**WHAT THE EXERCISE ASKS**. Every line of the records below that holds the word "format" belongs in the answer.

EXERCISE DATA: Begin

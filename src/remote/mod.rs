// Copyright (c) 2025-2026 Adrian Robinson. Licensed under the AGPL-3.0.
// See LICENSE file in the project root for full license text.

//! The remote leads API, consumed as a black box.
//!
//! [`LeadsApi`] is the seam the engine talks through; [`HttpLeadsApi`] is
//! the production implementation. Responses are handed back as raw JSON
//! because the server's shapes are not consistent: list payloads may or may
//! not be wrapped, and the status after a PATCH can sit under several
//! different paths (see [`resolve_status`]).

mod http;

pub use http::HttpLeadsApi;

use async_trait::async_trait;
use serde_json::Value;
use thiserror::Error;

use crate::lead::LeadStatus;

#[derive(Error, Debug, Clone, PartialEq, Eq)]
pub enum ApiError {
    /// Transport failure: DNS, refused connection, timeout, offline.
    #[error("Network error: {0}")]
    Network(String),
    /// HTTP 401. The session is gone.
    #[error("Session expired or invalid (HTTP 401)")]
    Unauthorized,
    /// Any other 4xx.
    #[error("Request rejected (HTTP {status}): {message}")]
    Rejected { status: u16, message: String },
    /// 5xx.
    #[error("Server error (HTTP {status}): {message}")]
    Server { status: u16, message: String },
    /// 2xx with a body we could not read.
    #[error("Malformed response: {0}")]
    Decode(String),
}

impl ApiError {
    #[must_use]
    pub fn is_auth_failure(&self) -> bool {
        matches!(self, Self::Unauthorized)
    }

    /// Classify an HTTP status code that is not a success.
    #[must_use]
    pub fn from_status(status: u16, message: impl Into<String>) -> Self {
        let message = message.into();
        match status {
            401 => Self::Unauthorized,
            400..=499 => Self::Rejected { status, message },
            _ => Self::Server { status, message },
        }
    }
}

#[async_trait]
pub trait LeadsApi: Send + Sync {
    /// `GET /leads`. Raw records, unwrapped from any envelope.
    async fn list_leads(&self) -> Result<Vec<Value>, ApiError>;

    /// `PATCH /leads/{id}` with `{status}`. Raw response body.
    async fn patch_status(&self, id: &str, status: LeadStatus) -> Result<Value, ApiError>;

    /// `DELETE /leads/{id}`. Idempotent.
    async fn delete_lead(&self, id: &str) -> Result<(), ApiError>;
}

/// Pull the record array out of a list response.
///
/// Accepts a bare array or an array under `leads`, `data`, `items` or
/// `data.leads`.
pub fn extract_lead_list(body: Value) -> Result<Vec<Value>, ApiError> {
    match body {
        Value::Array(items) => Ok(items),
        Value::Object(mut obj) => {
            for key in ["leads", "data", "items"] {
                match obj.remove(key) {
                    Some(Value::Array(items)) => return Ok(items),
                    Some(Value::Object(mut inner)) if key == "data" => {
                        if let Some(Value::Array(items)) = inner.remove("leads") {
                            return Ok(items);
                        }
                    }
                    _ => {}
                }
            }
            Err(ApiError::Decode("list response has no lead array".into()))
        }
        other => Err(ApiError::Decode(format!(
            "unexpected list response type: {}",
            json_type(&other)
        ))),
    }
}

fn json_type(value: &Value) -> &'static str {
    match value {
        Value::Null => "null",
        Value::Bool(_) => "bool",
        Value::Number(_) => "number",
        Value::String(_) => "string",
        Value::Array(_) => "array",
        Value::Object(_) => "object",
    }
}

const STATUS_PATHS: [&[&str]; 4] = [
    &["status"],
    &["lead", "status"],
    &["data", "status"],
    &["data", "lead", "status"],
];

/// Status the server actually applied after a PATCH.
///
/// Probes `status`, `lead.status`, `data.status`, `data.lead.status` in
/// that order and takes the first recognizable value. Falls back to the
/// requested status.
#[must_use]
pub fn resolve_status(response: &Value, requested: LeadStatus) -> LeadStatus {
    STATUS_PATHS
        .iter()
        .find_map(|path| {
            path.iter()
                .try_fold(response, |node, key| node.get(key))
                .and_then(Value::as_str)
                .and_then(LeadStatus::parse)
        })
        .unwrap_or(requested)
}
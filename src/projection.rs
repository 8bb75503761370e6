// Copyright (c) 2025-2026 Adrian Robinson. Licensed under the AGPL-3.0.
// See LICENSE file in the project root for full license text.

//! State projection: the view the UI renders.
//!
//! Every UI action goes through [`LeadsProjection`]. Mutations are applied
//! to the in-memory list before any I/O starts, then handed to the engine.
//! The outbox count and the pending-lead set are always re-read from the
//! outbox after an enqueue, drain or clear, never tracked as counters.
//!
//! Changes are published as [`ProjectionSnapshot`]s on a `watch` channel.
//!
//! # Example
//!
//! ```rust,no_run
//! use std::sync::Arc;
//! use leads_sync::{ConnectivityMonitor, LeadsProjection, LeadStatus, SyncConfig, SyncEngine};
//!
//! # #[tokio::main]
//! # async fn main() {
//! let config = SyncConfig::default();
//! let monitor = ConnectivityMonitor::new(config.start_online);
//! let (engine, api) = SyncEngine::open(&config, monitor.handle()).await.unwrap();
//! api.set_token(Some("session-token".into()));
//!
//! let projection = Arc::new(LeadsProjection::new(Arc::new(engine), config.refresh_after_drain));
//! let _relay = projection.attach(&monitor);
//!
//! projection.load_leads().await.ok();
//! projection.update_lead_status("lead-1", LeadStatus::Success).await.ok();
//! println!("{} pending", projection.snapshot().outbox_count);
//! # }
//! ```

use std::collections::BTreeSet;
use std::sync::Arc;

use parking_lot::RwLock;
use tokio::sync::watch;
use tokio::task::JoinHandle;
use tracing::{debug, info, warn};

use crate::connectivity::ConnectivityMonitor;
use crate::engine::{
    DrainOutcome, LoadOutcome, LoadSource, MutationOutcome, RemoteFailure, SyncEngine, SyncError,
};
use crate::lead::{now_millis, Lead, LeadStatus};
use crate::outbox::OutboxEntry;

/// What the UI sees.
#[derive(Debug, Clone, Default, PartialEq)]
pub struct ProjectionSnapshot {
    /// Merged lead list
    pub leads: Vec<Lead>,
    pub is_loading: bool,
    pub error: Option<SyncError>,
    pub outbox_count: u64,
    /// Leads with at least one unsynced mutation
    pub pending_lead_ids: BTreeSet<String>,
    /// The list came from the local replica (offline banner)
    pub showing_cached: bool,
    /// Epoch millis of the last successful remote read
    pub last_sync_at: Option<i64>,
    /// Epoch millis of the last `load_leads` that produced a list
    pub last_loaded_at: Option<i64>,
    pub online: bool,
}

impl ProjectionSnapshot {
    #[must_use]
    pub fn is_pending(&self, lead_id: &str) -> bool {
        self.pending_lead_ids.contains(lead_id)
    }

    #[must_use]
    pub fn lead(&self, lead_id: &str) -> Option<&Lead> {
        self.leads.iter().find(|l| l.id == lead_id)
    }
}

pub struct LeadsProjection {
    engine: Arc<SyncEngine>,
    state: RwLock<ProjectionSnapshot>,
    tx: watch::Sender<ProjectionSnapshot>,
    refresh_after_drain: bool,
}

impl LeadsProjection {
    pub fn new(engine: Arc<SyncEngine>, refresh_after_drain: bool) -> Self {
        let initial = ProjectionSnapshot {
            online: engine.is_online(),
            ..ProjectionSnapshot::default()
        };
        let (tx, _rx) = watch::channel(initial.clone());
        Self {
            engine,
            state: RwLock::new(initial),
            tx,
            refresh_after_drain,
        }
    }

    #[must_use]
    pub fn engine(&self) -> &Arc<SyncEngine> {
        &self.engine
    }

    #[must_use]
    pub fn snapshot(&self) -> ProjectionSnapshot {
        self.state.read().clone()
    }

    #[must_use]
    pub fn subscribe(&self) -> watch::Receiver<ProjectionSnapshot> {
        self.tx.subscribe()
    }

    /// Spawn the connectivity relay: every transition to online runs
    /// [`sync_outbox`](Self::sync_outbox).
    pub fn attach(self: &Arc<Self>, monitor: &ConnectivityMonitor) -> JoinHandle<()> {
        let projection = Arc::clone(self);
        monitor.spawn_relay(move || {
            let projection = Arc::clone(&projection);
            async move {
                if let Err(e) = projection.sync_outbox().await {
                    warn!(error = %e, "Outbox sync on reconnect failed");
                }
            }
        })
    }

    // ═══════════════════════════════════════════════════════════════════════════
    // UI operations
    // ═══════════════════════════════════════════════════════════════════════════

    /// Load the lead list through the engine and publish it.
    pub async fn load_leads(&self) -> Result<LoadOutcome, SyncError> {
        self.update(|s| s.is_loading = true);

        let result = self.engine.load_leads().await;
        match &result {
            Ok(outcome) => {
                let error = match &outcome.source {
                    LoadSource::Remote => None,
                    LoadSource::Cache { reason } => reason.user_error(),
                };
                self.update(|s| {
                    s.leads = outcome.leads.clone();
                    s.showing_cached = outcome.is_from_cache();
                    s.last_sync_at = outcome.last_sync_at;
                    s.last_loaded_at = Some(now_millis());
                    s.error = error;
                });
            }
            Err(e) => {
                let error = e.clone();
                self.update(|s| {
                    s.leads.clear();
                    s.showing_cached = false;
                    s.error = Some(error);
                });
            }
        }

        self.refresh_outbox_view().await;
        self.update(|s| s.is_loading = false);
        result
    }

    /// Set a lead's status. The visible list changes before any I/O.
    pub async fn update_lead_status(
        &self,
        id: &str,
        status: LeadStatus,
    ) -> Result<MutationOutcome, SyncError> {
        self.update(|s| {
            if let Some(lead) = s.leads.iter_mut().find(|l| l.id == id) {
                lead.status = status;
            }
        });

        let result = self.engine.mutate_status(id, status).await;
        if let Ok(MutationOutcome::Confirmed { status: Some(resolved) }) = &result {
            if *resolved != status {
                let resolved = *resolved;
                self.update(|s| {
                    if let Some(lead) = s.leads.iter_mut().find(|l| l.id == id) {
                        lead.status = resolved;
                    }
                });
            }
        }
        self.finish_mutation(&result).await;
        result
    }

    /// Delete a lead. It leaves the visible list immediately and is never
    /// put back, whatever the server says.
    pub async fn delete_lead(&self, id: &str) -> Result<MutationOutcome, SyncError> {
        self.update(|s| s.leads.retain(|l| l.id != id));

        let result = self.engine.delete_lead(id).await;
        self.finish_mutation(&result).await;
        result
    }

    /// Drain the outbox, then reload from the server if anything replayed
    /// or nothing has been loaded yet.
    ///
    /// Only an expired session touches the visible error; a later drain that
    /// replays something clears it again.
    pub async fn sync_outbox(&self) -> Result<DrainOutcome, SyncError> {
        let result = self.engine.drain_outbox().await;
        match &result {
            Ok(DrainOutcome::Completed(report)) => {
                let expired = report.session_expired();
                let mut never_loaded = false;
                self.update(|s| {
                    if expired {
                        s.error = Some(SyncError::SessionExpired);
                    } else if s.error == Some(SyncError::SessionExpired) && report.replayed > 0 {
                        s.error = None;
                    }
                    never_loaded = s.error == Some(SyncError::NoCachedData);
                });

                // A session that started offline with an empty cache gets its
                // first real load here
                if self.refresh_after_drain && (report.replayed > 0 || never_loaded) {
                    debug!(replayed = report.replayed, never_loaded, "Reloading leads after drain");
                    if let Err(e) = self.load_leads().await {
                        warn!(error = %e, "Reload after drain failed");
                    }
                }
            }
            Ok(DrainOutcome::Skipped(reason)) => debug!(?reason, "Outbox sync skipped"),
            Err(e) => {
                let error = e.clone();
                self.update(|s| s.error = Some(error));
            }
        }

        self.refresh_outbox_view().await;
        result
    }

    pub async fn get_outbox_items(&self) -> Result<Vec<OutboxEntry>, SyncError> {
        self.engine.outbox_items().await
    }

    /// Discard every queued mutation. Optimistic edits already in the
    /// replica stay until the next successful load.
    pub async fn clear_outbox(&self) -> Result<u64, SyncError> {
        let result = self.engine.clear_outbox().await;
        if let Ok(removed) = result {
            info!(removed, "Outbox cleared by user");
        }
        self.refresh_outbox_view().await;
        result
    }

    // ═══════════════════════════════════════════════════════════════════════════
    // Internals
    // ═══════════════════════════════════════════════════════════════════════════

    async fn finish_mutation(&self, result: &Result<MutationOutcome, SyncError>) {
        let error = match result {
            Ok(MutationOutcome::Confirmed { .. }) => None,
            Ok(MutationOutcome::Queued { cause, .. }) => cause.user_error(),
            Err(e) => Some(e.clone()),
        };
        self.update(|s| s.error = error);
        self.refresh_outbox_view().await;

        // Online but queued behind an older entry: nothing else will drain
        // it until the next reconnect. This re-enters `sync_outbox`, which
        // ends in `refresh_outbox_view` again.
        if let Ok(MutationOutcome::Queued { cause: RemoteFailure::QueuedBehind, .. }) = result {
            if self.engine.is_online() {
                if let Err(e) = self.sync_outbox().await {
                    warn!(error = %e, "Draining queued-behind mutation failed");
                }
            }
        }
    }

    /// Recompute the outbox count and pending set from the outbox itself.
    async fn refresh_outbox_view(&self) {
        match self.engine.outbox_items().await {
            Ok(items) => {
                let count = items.len() as u64;
                let ids: BTreeSet<String> = items.into_iter().map(|e| e.lead_id).collect();
                self.update(|s| {
                    s.outbox_count = count;
                    s.pending_lead_ids = ids;
                });
            }
            Err(e) => warn!(error = %e, "Reading outbox for projection failed"),
        }
    }

    /// Apply `f` under the write lock, then publish.
    fn update(&self, f: impl FnOnce(&mut ProjectionSnapshot)) {
        let snapshot = {
            let mut state = self.state.write();
            f(&mut *state);
            state.online = self.engine.is_online();
            state.clone()
        };
        self.tx.send_replace(snapshot);
    }
}
//! # opsboard-sync
//!
//! 동기화 계층.
//!
//! - [`store`]: 요청 순번으로 보호되는 메모리 내 컬렉션 저장소
//! - [`controller`]: REST 조회/푸시 알림 처리, 사용자 변경 요청
//! - [`banner`]: 신규 critical 알림 배너와 자동 닫힘
//! - [`feed`]: 최근 활동 피드

pub mod banner;
pub mod controller;
pub mod feed;
pub mod store;
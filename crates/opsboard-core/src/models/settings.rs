//! Grafana 연동 설정 모델.
//!
//! `/api/settings/grafana` 계열 엔드포인트가 주고받는 불투명 설정.

use serde::{Deserialize, Serialize};

use crate::error::CoreError;

/// 저장된 Grafana 연동 설정
#[derive(Debug, Clone, Default, PartialEq, Eq, Serialize, Deserialize)]
pub struct GrafanaSettings {
    #[serde(default)]
    pub url: String,
    #[serde(default)]
    pub api_key: String,
    /// 마지막 연결 테스트 결과 (백엔드가 제공하는 경우)
    #[serde(default, skip_serializing)]
    pub connected: bool,
}

impl GrafanaSettings {
    pub fn new(url: impl Into<String>, api_key: impl Into<String>) -> Self {
        Self {
            url: url.into(),
            api_key: api_key.into(),
            connected: false,
        }
    }

    /// 저장/테스트 전 필수 입력 검증
    pub fn validate(&self) -> Result<(), CoreError> {
        if self.url.trim().is_empty() {
            return Err(CoreError::validation("url", "필수 입력 항목입니다"));
        }
        if self.api_key.trim().is_empty() {
            return Err(CoreError::validation("api_key", "필수 입력 항목입니다"));
        }
        Ok(())
    }

    /// API 키를 가린 표시용 문자열
    pub fn masked_api_key(&self) -> String {
        let visible: String = self.api_key.chars().take(4).collect();
        if self.api_key.chars().count() <= 4 {
            "****".to_string()
        } else {
            format!("{visible}****")
        }
    }
}

/// Grafana 서버 정보 (연결 테스트 성공 시)
#[derive(Debug, Clone, Default, PartialEq, Eq, Serialize, Deserialize)]
pub struct GrafanaInfo {
    #[serde(default)]
    pub version: Option<String>,
    #[serde(default)]
    pub org: Option<String>,
}

/// 연결 테스트 결과
#[derive(Debug, Clone, Default, PartialEq, Eq, Serialize, Deserialize)]
pub struct GrafanaTestResult {
    #[serde(default)]
    pub success: bool,
    #[serde(default)]
    pub error: Option<String>,
    #[serde(default)]
    pub info: Option<GrafanaInfo>,
}

/// 단순 성공/실패 응답 (`{"success": true}`)
#[derive(Debug, Clone, Default, PartialEq, Eq, Serialize, Deserialize)]
pub struct Acknowledgement {
    #[serde(default)]
    pub success: bool,
    #[serde(default)]
    pub error: Option<String>,
}
//! OPSBOARD 핵심 에러 타입.
//!
//! 모든 어댑터 crate는 이 타입을 그대로 반환하거나 `#[from] CoreError`로 래핑한다.

use thiserror::Error;

/// 코어 레이어 에러.
/// 직렬화, 설정, 입력 검증, 백엔드 통신 등 공통 에러를 정의한다.
#[derive(Debug, Error)]
pub enum CoreError {
    /// JSON 직렬화/역직렬화 실패
    #[error("직렬화 에러: {0}")]
    Serialization(#[from] serde_json::Error),

    /// 설정값 오류
    #[error("설정 에러: {0}")]
    Config(String),

    /// 필드 유효성 검증 실패 (필수 입력 누락 등)
    #[error("유효성 검증 실패 ({field}): {message}")]
    Validation {
        /// 검증 실패한 필드명
        field: String,
        /// 실패 사유
        message: String,
    },

    /// 리소스를 찾을 수 없음
    #[error("{resource_type} 미발견: {id}")]
    NotFound {
        /// 리소스 종류 (예: "Event", "API")
        resource_type: String,
        /// 리소스 식별자
        id: String,
    },

    /// 네트워크 에러 (연결 실패, 타임아웃)
    #[error("네트워크 에러: {0}")]
    Network(String),

    /// 서비스 일시 불가 (503)
    #[error("서비스 일시 불가: {0}")]
    ServiceUnavailable(String),

    /// 푸시 채널 에러 (WebSocket 연결/프레임 해석)
    #[error("푸시 채널 에러: {0}")]
    PushChannel(String),

    /// 내부 에러 (예상치 못한 응답 등)
    #[error("내부 에러: {0}")]
    Internal(String),

    /// I/O 에러
    #[error("I/O 에러: {0}")]
    Io(#[from] std::io::Error),
}

impl CoreError {
    /// 필드 검증 에러 생성 헬퍼
    pub fn validation(field: impl Into<String>, message: impl Into<String>) -> Self {
        Self::Validation {
            field: field.into(),
            message: message.into(),
        }
    }
}

#[cfg(test)]
mod tests {
    use super::*;

    #[test]
    fn validation_message_names_field() {
        let err = CoreError::validation("title", "필수 입력");
        let msg = err.to_string();
        assert!(msg.contains("title"));
        assert!(msg.contains("필수 입력"));
    }

    #[test]
    fn serde_error_converts() {
        let parse: Result<serde_json::Value, _> = serde_json::from_str("{not json");
        let err: CoreError = parse.unwrap_err().into();
        assert!(matches!(err, CoreError::Serialization(_)));
    }
}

EXERCISE DATA: End

**EXERCISE OUTPUT**.
        other => Err(ApiError::Decode(format!(
            format!("{visible}****")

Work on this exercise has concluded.